Roma, do mexicano Alfonso Cuarón, concorre ao Globo de Ouro de melhor filme estrangeiro e pode render indicação ao Oscar para a Netflix. Leia a crítica!
Antes mesmo de ser disponibilizado no catálogo da Netflix, no último dia 14 de dezembro, o filme Roma, de Alfonso Cuarón, levantou polêmica. Premiado no Festival de Veneza com o Leão de Ouro e indicado a três Globos de Ouro fora das categorias televisivas (roteiro, filme estrangeiro e diretor), o longa vem despertando a ira de puristas, que não consideram um filme produzido para uma plataforma de streaming cinema. Se os votantes do Oscar concordam só saberemos em 22 de janeiro.
Enquanto isso vamos ao que realmente interessa: Roma é, independentemente de qualquer polêmica, um grande filme de Cuarón, vencedor do Oscar de direção por Gravidade em 2014. Sensível, belo e ao mesmo tempo corajoso e pungente, agrada desde a fotografia ao roteiro. Nem a duração de mais de 2 horas é um empecilho. Roma é daqueles dramas em que a gente não vê o tempo passar.
Ao contrário do que se possa pensar, Roma não se passa na capital italiana, mas, sim, no bairro mexicano homônimo, familiar ao próprio Cuarón, nascido e criado nas redondezas. Filmado em preto e branco, o filme se passa em 1970, ano em que o México enfrentava, tenso, um regime ditatorial, com direito a protestos pela liberdade e tanques de guerra nas ruas.
Mas esse não é um filme sobre política, tão explicitamente assim ー os conflitos estão ali, mas como pano de fundo. A discussão aqui é social ー e assustadoramente atual. Presente em mais de 90% das cenas, Cleo (a sensacional Yalitza Aparicio) trabalha como empregada doméstica na casa de Sofia (Marina de Tavira) e Antonio (Diego Cortina Autrey), casal de classe média que tem quatro filhos.
Mais do que trabalhar na casa dessa família, Cleo acaba se tornando cúmplice de Sofia na criação dos meninos e no comando da casa ー as crianças respeitam mais a moça do que a própria mãe em vários momentos. Quando tem dúvidas e precisa de ajuda, é no colo de Teresa que Cleo procura ー e acha ー carinho, ajuda e atenção. O contrário também acontece: é com Cleo que Teresa conta no momento da separação, por exemplo.

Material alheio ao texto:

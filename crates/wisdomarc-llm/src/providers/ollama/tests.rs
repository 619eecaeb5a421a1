use super::client::rejection;
use super::config::{OllamaConfig, DEFAULT_BASE_URL, DEFAULT_MODEL};
use super::wire::{ChatBody, ChatReply};
use super::OllamaProvider;
use crate::completion::CompletionRequest;
use crate::error::Error;
use crate::message::Message;
use crate::provider::LlmProvider;
use reqwest::StatusCode;
use std::time::Duration;

#[test]
fn test_config_overrides() {
    let config = OllamaConfig::default()
        .with_base_url("http://10.0.0.5:11434/")
        .with_model("gemma3")
        .with_timeout(Duration::from_secs(30));

    assert_eq!(config.base_url, "http://10.0.0.5:11434");
    assert_eq!(config.endpoint("chat"), "http://10.0.0.5:11434/api/chat");
    assert_eq!(config.default_model, "gemma3");
    assert_eq!(config.timeout, Duration::from_secs(30));
}

#[test]
fn test_default_config() {
    let config = OllamaConfig::default();
    assert_eq!(config.base_url, DEFAULT_BASE_URL);
    assert_eq!(config.default_model, DEFAULT_MODEL);
    assert_eq!(config.endpoint("tags"), "http://localhost:11434/api/tags");
}

#[test]
fn test_chat_body_carries_sampling_options() {
    let request = CompletionRequest::new("")
        .with_message(Message::system("You are Aristotle"))
        .with_message(Message::user("Help me decide"))
        .with_temperature(0.3)
        .with_max_tokens(400);

    let json = serde_json::to_value(ChatBody::new("llama3", &request)).unwrap();
    assert_eq!(json["model"], "llama3");
    assert_eq!(json["stream"], false);
    assert_eq!(json["messages"][0]["role"], "system");
    assert_eq!(json["messages"][1]["content"], "Help me decide");
    assert_eq!(json["options"]["num_predict"], 400);
    assert!(json["options"].get("stop").is_none());
}

#[test]
fn test_chat_body_omits_unset_options() {
    let request = CompletionRequest::new("").with_message(Message::user("hi"));
    let json = serde_json::to_value(ChatBody::new("llama3", &request)).unwrap();
    assert_eq!(json["options"], serde_json::json!({}));
}

#[test]
fn test_reply_parsing_and_usage() {
    let body = r#"{
        "model": "llama3",
        "message": {"role": "assistant", "content": "{\"core_insight\": \"x\"}"},
        "done": true,
        "done_reason": "stop",
        "prompt_eval_count": 12,
        "eval_count": 30
    }"#;

    let reply: ChatReply = serde_json::from_str(body).unwrap();
    assert_eq!(reply.message.content, "{\"core_insight\": \"x\"}");
    assert_eq!(reply.usage().map(|u| u.total_tokens), Some(42));

    let bare: ChatReply =
        serde_json::from_str(r#"{"model":"llama3","message":{"content":"ok"}}"#).unwrap();
    assert!(bare.usage().is_none());
}

#[test]
fn test_rejection_mapping() {
    assert!(matches!(
        rejection(StatusCode::TOO_MANY_REQUESTS, ""),
        Error::RateLimit
    ));

    match rejection(StatusCode::NOT_FOUND, r#"{"error":"model 'llama9' not found"}"#) {
        Error::Api(detail) => assert_eq!(detail, "model 'llama9' not found"),
        other => panic!("unexpected error: {other}"),
    }

    match rejection(StatusCode::INTERNAL_SERVER_ERROR, &"x".repeat(50)) {
        Error::Api(detail) => assert!(detail.contains("500")),
        other => panic!("unexpected error: {other}"),
    }

    let long = format!(r#"{{"error":"{}"}}"#, "y".repeat(400));
    match rejection(StatusCode::BAD_REQUEST, &long) {
        Error::Api(detail) => assert!(detail.ends_with("...") && detail.len() < 400),
        other => panic!("unexpected error: {other}"),
    }
}

#[test]
fn test_reports_configured_model() {
    let provider = OllamaProvider::new(OllamaConfig::default().with_model("qwen2.5:7b")).unwrap();
    assert_eq!(provider.name(), "ollama");
    assert_eq!(provider.default_model(), "qwen2.5:7b");
    assert_eq!(provider.available_models(), vec!["qwen2.5:7b".to_string()]);
}

#[tokio::test]
async fn test_unreachable_daemon() {
    // Nothing listens on the discard port; the connect fails fast.
    let provider = OllamaProvider::new(
        OllamaConfig::default()
            .with_base_url("http://127.0.0.1:9")
            .with_timeout(Duration::from_secs(2)),
    )
    .unwrap();

    let request = CompletionRequest::new("").with_message(Message::user("hello"));
    let err = provider.complete(request).await.unwrap_err();
    assert!(err.is_unavailable(), "unexpected error: {err}");
    assert!(!provider.health_check().await);
}
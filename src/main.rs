//! WisdomArc - Multi-agent philosophical reasoning
//!
//! CLI entry point for the WisdomArc server.

#![forbid(unsafe_code)]

use anyhow::Result;
use clap::Parser;
use tracing_subscriber::{layer::SubscriberExt, util::SubscriberInitExt};

mod api;
mod cli;
mod server;
mod websocket;

#[tokio::main]
async fn main() -> Result<()> {
    let _ = dotenvy::dotenv();

    tracing_subscriber::registry()
        .with(
            tracing_subscriber::EnvFilter::try_from_default_env()
                .unwrap_or_else(|_| "wisdomarc=info,wisdomarc_core=info,tower_http=info".into()),
        )
        .with(tracing_subscriber::fmt::layer().with_writer(std::io::stderr))
        .init();

    let cli = cli::Cli::parse();
    cli::run(cli).await
}
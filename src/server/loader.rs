//! Configuration loading
//!
//! Handles loading configuration from embedded defaults, files, and environment.

use super::config::AppConfig;
use anyhow::{Context, Result};
use config::{Config, Environment, File, FileFormat};

/// Embedded default configuration (compiled into binary)
pub const DEFAULT_CONFIG: &str = include_str!("../../config/default.toml");

/// Load configuration from files and environment
pub fn load_config() -> Result<AppConfig> {
    let env_name = std::env::var("WISDOMARC_ENV").unwrap_or_else(|_| "development".to_string());

    let config = Config::builder()
        // 1. Embedded defaults (always available)
        .add_source(File::from_str(DEFAULT_CONFIG, FileFormat::Toml))
        // 2. External overrides (optional)
        .add_source(File::with_name(&format!("config/{env_name}")).required(false))
        .add_source(File::with_name("config/local").required(false))
        // 3. Environment variables (highest priority)
        // prefix_separator("_") lets WISDOMARC_SERVER__PORT match; the default
        // would require WISDOMARC__SERVER__PORT.
        .add_source(
            Environment::with_prefix("WISDOMARC")
                .prefix_separator("_")
                .separator("__")
                .try_parsing(true),
        )
        .build()
        .context("Failed to build configuration")?;

    config
        .try_deserialize()
        .context("Failed to deserialize configuration")
}

#[cfg(test)]
mod tests {
    use super::*;

    #[test]
    fn test_embedded_defaults_deserialize() {
        let config: AppConfig = Config::builder()
            .add_source(File::from_str(DEFAULT_CONFIG, FileFormat::Toml))
            .build()
            .unwrap()
            .try_deserialize()
            .unwrap();

        assert_eq!(config.server.port, 8000);
        assert_eq!(config.llm.provider, "ollama");
        assert!(config.llm.base_url.is_none());
        assert_eq!(config.gateway.max_attempts, 1);
        assert_eq!(config.coordinator, wisdomarc_core::CoordinatorConfig::default());
    }
}
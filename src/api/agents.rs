//! Persona and collaboration pattern listing

use axum::{routing::get, Json, Router};
use serde::Serialize;
use wisdomarc_core::{CollaborationPattern, Pantheon, Persona};

/// One collaboration pattern with its description
#[derive(Debug, Serialize)]
pub struct PatternInfo {
    pub name: &'static str,
    pub description: &'static str,
}

/// Response of `GET /agents`
#[derive(Debug, Serialize)]
pub struct AgentsResponse {
    pub agents: Vec<&'static Persona>,
    pub collaboration_patterns: Vec<PatternInfo>,
}

/// Build the listing from the built-in pantheon
pub fn agents_listing() -> AgentsResponse {
    AgentsResponse {
        agents: Pantheon::builtin().iter().collect(),
        collaboration_patterns: CollaborationPattern::ALL
            .into_iter()
            .map(|p| PatternInfo {
                name: p.as_str(),
                description: p.description(),
            })
            .collect(),
    }
}

async fn list_agents() -> Json<AgentsResponse> {
    Json(agents_listing())
}

/// Create agent listing routes
pub fn agents_routes() -> Router {
    Router::new().route("/agents", get(list_agents))
}
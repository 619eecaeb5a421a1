//! Final result and error payloads

use crate::agents::StructuredInsight;
use crate::analysis::CognitiveLoadAnalysis;
use crate::error::Error;
use crate::selection::{AgentSelection, CollaborationPattern};
use crate::synthesis::Synthesis;
use chrono::{DateTime, Utc};
use serde::{Deserialize, Serialize};
use uuid::Uuid;

/// Label recorded on every result
pub const REASONING_QUALITY: &str = "advanced_llm_powered";

/// Everything produced for one query
#[derive(Debug, Clone, PartialEq, Serialize, Deserialize)]
pub struct WisdomResult {
    /// Request identifier
    pub request_id: Uuid,
    /// Query as processed (trimmed)
    pub query: String,
    /// Cognitive load analysis
    pub cognitive_analysis: CognitiveLoadAnalysis,
    /// Agent selection
    pub agent_selection: AgentSelection,
    /// Reasoning chain in pattern order
    pub reasoning_chain: Vec<StructuredInsight>,
    /// Synthesis
    pub synthesis: Synthesis,
    /// Persona keys in chain order
    pub philosophers_consulted: Vec<String>,
    /// Pattern that produced the chain
    pub collaboration_pattern: CollaborationPattern,
    /// Wall-clock processing time
    pub processing_time_ms: u64,
    /// Completion time
    pub timestamp: DateTime<Utc>,
    /// Always [`REASONING_QUALITY`]
    pub reasoning_quality: String,
}

/// Structured error body for transports
#[derive(Debug, Clone, PartialEq, Eq, Serialize, Deserialize)]
pub struct ErrorPayload {
    /// Stable error code
    pub error: String,
    /// Human-readable message
    pub message: String,
    /// When the error was reported
    pub timestamp: DateTime<Utc>,
}

impl From<&Error> for ErrorPayload {
    fn from(err: &Error) -> Self {
        Self {
            error: err.code().to_string(),
            message: err.to_string(),
            timestamp: Utc::now(),
        }
    }
}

Cleo poderia ser uma irmã mexicana de Val, personagem de Regina Casé no brasileiro Que horas ela volta?, mas Cuarón foge do panfletário tom adotado no longa nacional e humaniza Cleo, com defeitos e qualidades. Mais: não vilaniza os patrões ー eles também têm defeitos e qualidades.
A vida de Cleo não se restringe à casa de Antonio e Sofia. Ela tem um namorado, Fermín (Jorge Antonio Guerrero), que, numa estranha cena, a seduz, nu, lutando uma arte marcial características dos manifestantes mexicanos contra a ditadura. Ao lado dele, a moça conhece as dores e as delícias da primeira paixão. Ao lado da amiga Adela (Nancy García García), Cleo passeia, lancha, vai ao cinema. Juntas, elas riem e choram.
É mostrando as emoções de Cleo que Roma segue. E é pela emoção que ele nos pega. Cinema ou não, o filme traz um Cuarón muito mais sensível e maduro. Que venha o Oscar!